*** Begin section ***
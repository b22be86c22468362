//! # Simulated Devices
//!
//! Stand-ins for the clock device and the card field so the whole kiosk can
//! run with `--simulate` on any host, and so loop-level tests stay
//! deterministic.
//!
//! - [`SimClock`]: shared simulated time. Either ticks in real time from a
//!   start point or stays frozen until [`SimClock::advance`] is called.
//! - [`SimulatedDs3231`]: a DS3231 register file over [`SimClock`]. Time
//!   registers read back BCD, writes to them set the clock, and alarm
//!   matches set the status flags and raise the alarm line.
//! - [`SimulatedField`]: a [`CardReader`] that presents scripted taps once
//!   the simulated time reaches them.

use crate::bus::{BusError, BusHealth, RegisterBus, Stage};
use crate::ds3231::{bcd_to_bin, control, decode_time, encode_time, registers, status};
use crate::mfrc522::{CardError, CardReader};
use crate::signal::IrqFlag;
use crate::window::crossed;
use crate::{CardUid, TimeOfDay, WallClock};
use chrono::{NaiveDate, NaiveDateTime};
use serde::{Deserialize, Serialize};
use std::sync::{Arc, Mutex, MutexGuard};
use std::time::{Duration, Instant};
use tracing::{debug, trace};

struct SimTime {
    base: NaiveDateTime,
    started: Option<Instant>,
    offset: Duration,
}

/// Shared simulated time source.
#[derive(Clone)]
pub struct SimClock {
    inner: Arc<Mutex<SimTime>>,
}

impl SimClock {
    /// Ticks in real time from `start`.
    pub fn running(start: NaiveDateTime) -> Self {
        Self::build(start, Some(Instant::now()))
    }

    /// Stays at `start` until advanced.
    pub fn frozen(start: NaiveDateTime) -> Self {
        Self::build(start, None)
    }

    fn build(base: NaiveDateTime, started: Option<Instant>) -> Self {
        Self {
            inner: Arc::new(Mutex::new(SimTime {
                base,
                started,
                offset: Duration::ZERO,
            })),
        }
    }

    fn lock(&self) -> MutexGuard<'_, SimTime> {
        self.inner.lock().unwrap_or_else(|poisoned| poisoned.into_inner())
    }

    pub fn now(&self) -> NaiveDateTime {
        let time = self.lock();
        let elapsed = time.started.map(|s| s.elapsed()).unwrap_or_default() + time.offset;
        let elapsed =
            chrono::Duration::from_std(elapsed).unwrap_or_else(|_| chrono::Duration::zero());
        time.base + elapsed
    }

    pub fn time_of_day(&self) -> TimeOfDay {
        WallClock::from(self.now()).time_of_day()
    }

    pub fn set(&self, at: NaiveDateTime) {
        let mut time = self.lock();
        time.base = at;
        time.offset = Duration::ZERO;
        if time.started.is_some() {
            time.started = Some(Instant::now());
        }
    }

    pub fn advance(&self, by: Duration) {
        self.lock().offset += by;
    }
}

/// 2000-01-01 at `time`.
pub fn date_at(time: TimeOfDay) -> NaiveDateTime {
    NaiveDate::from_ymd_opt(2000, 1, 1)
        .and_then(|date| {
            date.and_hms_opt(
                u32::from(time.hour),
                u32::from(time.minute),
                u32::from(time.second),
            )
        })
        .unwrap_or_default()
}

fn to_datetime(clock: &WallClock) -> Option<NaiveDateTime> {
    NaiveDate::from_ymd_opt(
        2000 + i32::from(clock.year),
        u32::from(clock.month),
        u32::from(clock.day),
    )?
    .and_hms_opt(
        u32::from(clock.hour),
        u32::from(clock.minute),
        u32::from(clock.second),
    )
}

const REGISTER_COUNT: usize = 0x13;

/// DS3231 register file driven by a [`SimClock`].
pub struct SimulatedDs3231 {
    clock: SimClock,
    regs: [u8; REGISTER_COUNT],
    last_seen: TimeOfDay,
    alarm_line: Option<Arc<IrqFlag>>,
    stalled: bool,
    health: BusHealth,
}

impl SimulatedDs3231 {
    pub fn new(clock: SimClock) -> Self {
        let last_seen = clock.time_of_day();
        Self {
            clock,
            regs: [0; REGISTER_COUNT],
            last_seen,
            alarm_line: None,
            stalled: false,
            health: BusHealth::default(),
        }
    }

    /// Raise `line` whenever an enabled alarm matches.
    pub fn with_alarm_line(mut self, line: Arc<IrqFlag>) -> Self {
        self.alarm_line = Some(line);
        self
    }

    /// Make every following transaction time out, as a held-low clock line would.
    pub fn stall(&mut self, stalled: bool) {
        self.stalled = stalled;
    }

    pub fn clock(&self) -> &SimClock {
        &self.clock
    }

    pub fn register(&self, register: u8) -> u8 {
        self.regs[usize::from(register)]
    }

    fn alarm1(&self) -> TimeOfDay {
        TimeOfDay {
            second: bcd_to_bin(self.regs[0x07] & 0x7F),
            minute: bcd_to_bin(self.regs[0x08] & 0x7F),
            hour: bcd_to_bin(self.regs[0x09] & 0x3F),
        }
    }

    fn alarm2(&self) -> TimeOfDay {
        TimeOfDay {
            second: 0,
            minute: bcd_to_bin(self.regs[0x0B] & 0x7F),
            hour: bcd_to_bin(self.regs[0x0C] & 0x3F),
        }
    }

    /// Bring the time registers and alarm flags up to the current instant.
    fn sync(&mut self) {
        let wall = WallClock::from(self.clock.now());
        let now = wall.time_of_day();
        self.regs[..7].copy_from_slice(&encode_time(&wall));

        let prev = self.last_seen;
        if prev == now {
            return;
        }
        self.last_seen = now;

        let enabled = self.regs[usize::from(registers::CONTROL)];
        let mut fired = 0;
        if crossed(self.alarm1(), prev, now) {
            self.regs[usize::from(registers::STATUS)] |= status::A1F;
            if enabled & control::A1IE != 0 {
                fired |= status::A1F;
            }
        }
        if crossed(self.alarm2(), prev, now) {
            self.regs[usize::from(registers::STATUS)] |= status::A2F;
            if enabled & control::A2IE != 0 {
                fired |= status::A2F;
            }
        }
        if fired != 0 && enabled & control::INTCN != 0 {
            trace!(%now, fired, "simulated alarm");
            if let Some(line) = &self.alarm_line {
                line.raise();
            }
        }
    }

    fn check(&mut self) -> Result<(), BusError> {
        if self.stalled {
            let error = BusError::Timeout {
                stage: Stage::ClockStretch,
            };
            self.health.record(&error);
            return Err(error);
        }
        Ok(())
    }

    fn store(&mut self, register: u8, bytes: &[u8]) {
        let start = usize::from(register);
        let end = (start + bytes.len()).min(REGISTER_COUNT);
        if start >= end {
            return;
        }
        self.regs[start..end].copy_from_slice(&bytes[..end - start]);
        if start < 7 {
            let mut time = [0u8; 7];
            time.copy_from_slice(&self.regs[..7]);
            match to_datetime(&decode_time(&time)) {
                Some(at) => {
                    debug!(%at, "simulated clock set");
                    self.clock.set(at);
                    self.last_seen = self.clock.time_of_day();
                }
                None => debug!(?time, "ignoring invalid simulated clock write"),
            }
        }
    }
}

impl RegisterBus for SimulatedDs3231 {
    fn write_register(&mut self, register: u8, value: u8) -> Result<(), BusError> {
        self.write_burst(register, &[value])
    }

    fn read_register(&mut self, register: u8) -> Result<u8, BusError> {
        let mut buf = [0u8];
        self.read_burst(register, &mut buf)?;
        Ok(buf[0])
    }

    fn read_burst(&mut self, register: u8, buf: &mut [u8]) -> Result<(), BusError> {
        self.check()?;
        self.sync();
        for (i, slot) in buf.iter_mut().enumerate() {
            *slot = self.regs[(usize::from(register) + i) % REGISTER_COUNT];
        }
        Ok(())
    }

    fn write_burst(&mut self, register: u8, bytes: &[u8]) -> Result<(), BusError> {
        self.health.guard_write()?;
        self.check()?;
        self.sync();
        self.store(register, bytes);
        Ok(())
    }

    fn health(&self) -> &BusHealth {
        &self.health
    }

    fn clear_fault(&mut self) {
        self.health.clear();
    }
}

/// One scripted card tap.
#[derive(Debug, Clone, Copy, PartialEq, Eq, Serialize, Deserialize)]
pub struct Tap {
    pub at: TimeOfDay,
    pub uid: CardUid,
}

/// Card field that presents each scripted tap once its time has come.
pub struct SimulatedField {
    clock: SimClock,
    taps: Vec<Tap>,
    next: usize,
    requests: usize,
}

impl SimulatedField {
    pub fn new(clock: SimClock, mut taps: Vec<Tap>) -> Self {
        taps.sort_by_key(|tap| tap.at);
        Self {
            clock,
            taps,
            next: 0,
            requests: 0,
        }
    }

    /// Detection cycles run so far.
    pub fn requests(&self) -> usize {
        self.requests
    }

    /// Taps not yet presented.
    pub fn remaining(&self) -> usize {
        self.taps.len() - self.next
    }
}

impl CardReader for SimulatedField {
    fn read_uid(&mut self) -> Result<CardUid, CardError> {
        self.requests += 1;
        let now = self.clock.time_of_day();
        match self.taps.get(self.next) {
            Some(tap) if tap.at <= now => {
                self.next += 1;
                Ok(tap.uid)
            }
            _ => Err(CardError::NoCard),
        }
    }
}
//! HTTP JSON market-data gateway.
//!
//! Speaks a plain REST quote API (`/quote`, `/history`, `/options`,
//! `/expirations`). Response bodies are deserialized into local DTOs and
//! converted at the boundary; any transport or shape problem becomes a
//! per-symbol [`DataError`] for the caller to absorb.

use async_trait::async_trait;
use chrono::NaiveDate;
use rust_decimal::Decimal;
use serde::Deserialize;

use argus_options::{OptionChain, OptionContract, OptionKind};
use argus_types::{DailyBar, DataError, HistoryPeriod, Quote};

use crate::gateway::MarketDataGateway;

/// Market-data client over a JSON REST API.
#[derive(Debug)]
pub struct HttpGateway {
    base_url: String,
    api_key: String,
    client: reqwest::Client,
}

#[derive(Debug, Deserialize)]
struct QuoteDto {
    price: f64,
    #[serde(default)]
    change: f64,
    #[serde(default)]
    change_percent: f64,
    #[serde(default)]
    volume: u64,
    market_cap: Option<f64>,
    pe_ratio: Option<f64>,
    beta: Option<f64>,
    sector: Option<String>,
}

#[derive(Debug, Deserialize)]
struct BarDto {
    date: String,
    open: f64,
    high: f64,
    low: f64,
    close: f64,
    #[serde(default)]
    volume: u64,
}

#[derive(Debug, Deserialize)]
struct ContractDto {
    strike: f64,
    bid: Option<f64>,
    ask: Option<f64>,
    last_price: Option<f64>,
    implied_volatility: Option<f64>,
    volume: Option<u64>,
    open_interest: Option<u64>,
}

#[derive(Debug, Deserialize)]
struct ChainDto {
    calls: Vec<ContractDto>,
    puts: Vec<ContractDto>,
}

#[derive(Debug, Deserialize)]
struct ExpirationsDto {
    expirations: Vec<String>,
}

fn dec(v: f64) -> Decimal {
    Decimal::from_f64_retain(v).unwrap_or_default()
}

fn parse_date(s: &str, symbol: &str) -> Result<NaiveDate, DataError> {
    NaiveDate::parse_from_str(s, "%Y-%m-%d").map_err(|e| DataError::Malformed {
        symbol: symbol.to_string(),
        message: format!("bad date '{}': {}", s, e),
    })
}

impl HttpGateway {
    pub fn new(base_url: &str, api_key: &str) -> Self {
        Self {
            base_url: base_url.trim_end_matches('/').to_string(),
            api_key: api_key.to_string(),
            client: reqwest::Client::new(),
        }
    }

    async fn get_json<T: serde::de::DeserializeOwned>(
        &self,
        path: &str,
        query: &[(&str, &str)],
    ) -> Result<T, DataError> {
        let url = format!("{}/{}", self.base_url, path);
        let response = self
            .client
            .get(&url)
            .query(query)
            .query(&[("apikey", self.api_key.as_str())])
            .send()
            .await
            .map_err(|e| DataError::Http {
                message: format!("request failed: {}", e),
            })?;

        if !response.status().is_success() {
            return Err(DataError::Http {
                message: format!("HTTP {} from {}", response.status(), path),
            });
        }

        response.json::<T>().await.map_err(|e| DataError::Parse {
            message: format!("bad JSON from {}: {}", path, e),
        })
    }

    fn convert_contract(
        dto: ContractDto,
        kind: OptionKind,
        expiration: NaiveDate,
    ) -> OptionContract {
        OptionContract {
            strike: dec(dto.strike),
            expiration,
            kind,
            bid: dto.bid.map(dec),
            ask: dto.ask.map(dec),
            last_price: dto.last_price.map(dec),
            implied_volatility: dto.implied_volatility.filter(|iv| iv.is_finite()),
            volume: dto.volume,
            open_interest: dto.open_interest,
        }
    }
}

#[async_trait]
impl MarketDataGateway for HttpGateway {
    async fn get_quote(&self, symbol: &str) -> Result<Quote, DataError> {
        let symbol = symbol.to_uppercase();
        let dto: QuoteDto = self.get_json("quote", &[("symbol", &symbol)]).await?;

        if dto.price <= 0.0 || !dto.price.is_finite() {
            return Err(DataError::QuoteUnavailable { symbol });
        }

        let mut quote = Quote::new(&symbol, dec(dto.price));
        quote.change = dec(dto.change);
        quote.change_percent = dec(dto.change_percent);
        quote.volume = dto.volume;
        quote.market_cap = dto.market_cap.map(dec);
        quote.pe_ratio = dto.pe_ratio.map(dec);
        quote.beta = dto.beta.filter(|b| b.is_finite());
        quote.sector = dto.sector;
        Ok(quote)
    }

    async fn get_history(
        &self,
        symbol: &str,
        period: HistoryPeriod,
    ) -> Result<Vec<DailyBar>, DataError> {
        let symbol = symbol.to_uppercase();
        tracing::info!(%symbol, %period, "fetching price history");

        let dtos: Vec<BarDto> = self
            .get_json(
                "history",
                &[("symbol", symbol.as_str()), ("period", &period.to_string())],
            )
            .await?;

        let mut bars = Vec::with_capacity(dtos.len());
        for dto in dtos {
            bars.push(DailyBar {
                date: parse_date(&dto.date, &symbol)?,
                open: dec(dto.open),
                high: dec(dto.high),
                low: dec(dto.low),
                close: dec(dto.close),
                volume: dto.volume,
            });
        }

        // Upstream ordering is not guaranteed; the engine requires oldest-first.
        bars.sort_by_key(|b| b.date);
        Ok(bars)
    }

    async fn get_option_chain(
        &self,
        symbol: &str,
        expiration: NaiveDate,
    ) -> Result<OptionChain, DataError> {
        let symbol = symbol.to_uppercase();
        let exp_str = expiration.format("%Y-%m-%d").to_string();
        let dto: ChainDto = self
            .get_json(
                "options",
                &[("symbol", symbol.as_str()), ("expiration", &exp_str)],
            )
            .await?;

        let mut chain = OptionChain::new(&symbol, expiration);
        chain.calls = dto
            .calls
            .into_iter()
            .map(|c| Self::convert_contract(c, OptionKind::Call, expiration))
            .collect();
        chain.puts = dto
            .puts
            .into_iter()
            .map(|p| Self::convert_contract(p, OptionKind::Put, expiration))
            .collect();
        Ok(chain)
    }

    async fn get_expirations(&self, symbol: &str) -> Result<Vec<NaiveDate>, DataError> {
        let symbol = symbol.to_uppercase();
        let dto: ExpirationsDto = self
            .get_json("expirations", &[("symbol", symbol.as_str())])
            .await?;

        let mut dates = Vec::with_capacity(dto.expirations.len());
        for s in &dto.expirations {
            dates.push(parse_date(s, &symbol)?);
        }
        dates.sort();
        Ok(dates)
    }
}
*** End section ***
• [Task instructions]: For every line of the entries above that holds "bool", add one to a tally, and report only the final count.

• [Result of the exercise]: 2